**EXERCISE BRIEF:** For each line below that contains the word "concat", return that line.

**EXTRACTED DATA:**
= = = = = = =
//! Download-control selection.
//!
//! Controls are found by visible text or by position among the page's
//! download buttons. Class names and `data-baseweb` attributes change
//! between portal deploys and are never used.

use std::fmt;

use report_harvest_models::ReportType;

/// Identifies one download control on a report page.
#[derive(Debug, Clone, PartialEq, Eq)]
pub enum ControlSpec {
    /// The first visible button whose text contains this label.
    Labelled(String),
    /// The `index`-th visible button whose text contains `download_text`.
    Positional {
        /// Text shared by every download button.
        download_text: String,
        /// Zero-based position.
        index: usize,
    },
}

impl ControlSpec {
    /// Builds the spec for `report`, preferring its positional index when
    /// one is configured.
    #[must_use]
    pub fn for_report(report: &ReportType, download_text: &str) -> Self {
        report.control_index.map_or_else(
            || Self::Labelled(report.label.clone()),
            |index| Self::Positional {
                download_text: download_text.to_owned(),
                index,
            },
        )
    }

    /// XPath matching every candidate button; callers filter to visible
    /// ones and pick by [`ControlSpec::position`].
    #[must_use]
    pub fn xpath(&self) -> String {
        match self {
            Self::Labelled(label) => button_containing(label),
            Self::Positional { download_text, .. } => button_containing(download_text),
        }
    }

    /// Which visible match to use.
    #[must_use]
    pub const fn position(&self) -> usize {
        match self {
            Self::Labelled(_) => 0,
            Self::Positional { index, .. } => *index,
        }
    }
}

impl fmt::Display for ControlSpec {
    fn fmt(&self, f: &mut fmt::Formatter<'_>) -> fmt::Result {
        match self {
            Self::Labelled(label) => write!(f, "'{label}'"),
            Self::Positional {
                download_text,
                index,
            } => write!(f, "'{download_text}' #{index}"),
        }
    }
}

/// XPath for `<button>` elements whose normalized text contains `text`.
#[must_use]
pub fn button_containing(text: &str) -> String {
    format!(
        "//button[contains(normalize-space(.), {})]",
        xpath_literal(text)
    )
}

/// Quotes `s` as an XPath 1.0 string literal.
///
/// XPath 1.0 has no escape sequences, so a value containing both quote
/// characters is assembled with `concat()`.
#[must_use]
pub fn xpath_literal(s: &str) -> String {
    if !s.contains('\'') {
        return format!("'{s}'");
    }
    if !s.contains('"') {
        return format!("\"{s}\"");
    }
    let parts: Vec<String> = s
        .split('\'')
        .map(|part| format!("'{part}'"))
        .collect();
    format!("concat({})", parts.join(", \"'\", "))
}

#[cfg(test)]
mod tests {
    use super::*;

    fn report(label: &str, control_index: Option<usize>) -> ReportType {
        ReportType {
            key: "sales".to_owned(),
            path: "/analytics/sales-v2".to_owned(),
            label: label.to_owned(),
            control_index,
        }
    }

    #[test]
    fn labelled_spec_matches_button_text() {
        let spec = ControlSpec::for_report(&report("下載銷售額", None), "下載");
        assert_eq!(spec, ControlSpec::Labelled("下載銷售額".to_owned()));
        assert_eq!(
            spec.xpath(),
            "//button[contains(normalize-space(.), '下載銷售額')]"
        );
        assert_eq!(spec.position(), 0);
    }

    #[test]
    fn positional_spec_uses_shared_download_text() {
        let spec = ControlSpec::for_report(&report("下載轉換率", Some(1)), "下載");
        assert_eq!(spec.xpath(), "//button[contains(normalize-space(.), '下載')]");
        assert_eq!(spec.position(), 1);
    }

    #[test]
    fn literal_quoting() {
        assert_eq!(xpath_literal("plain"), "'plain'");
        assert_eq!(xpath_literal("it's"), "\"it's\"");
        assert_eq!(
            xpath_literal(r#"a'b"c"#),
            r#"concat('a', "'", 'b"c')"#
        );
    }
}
= = = = = = =
**TASK SOLUTION:**
/// characters is assembled with `concat()`.
    format!("concat({})", parts.join(", \"'\", "))
            r#"concat('a', "'", 'b"c')"#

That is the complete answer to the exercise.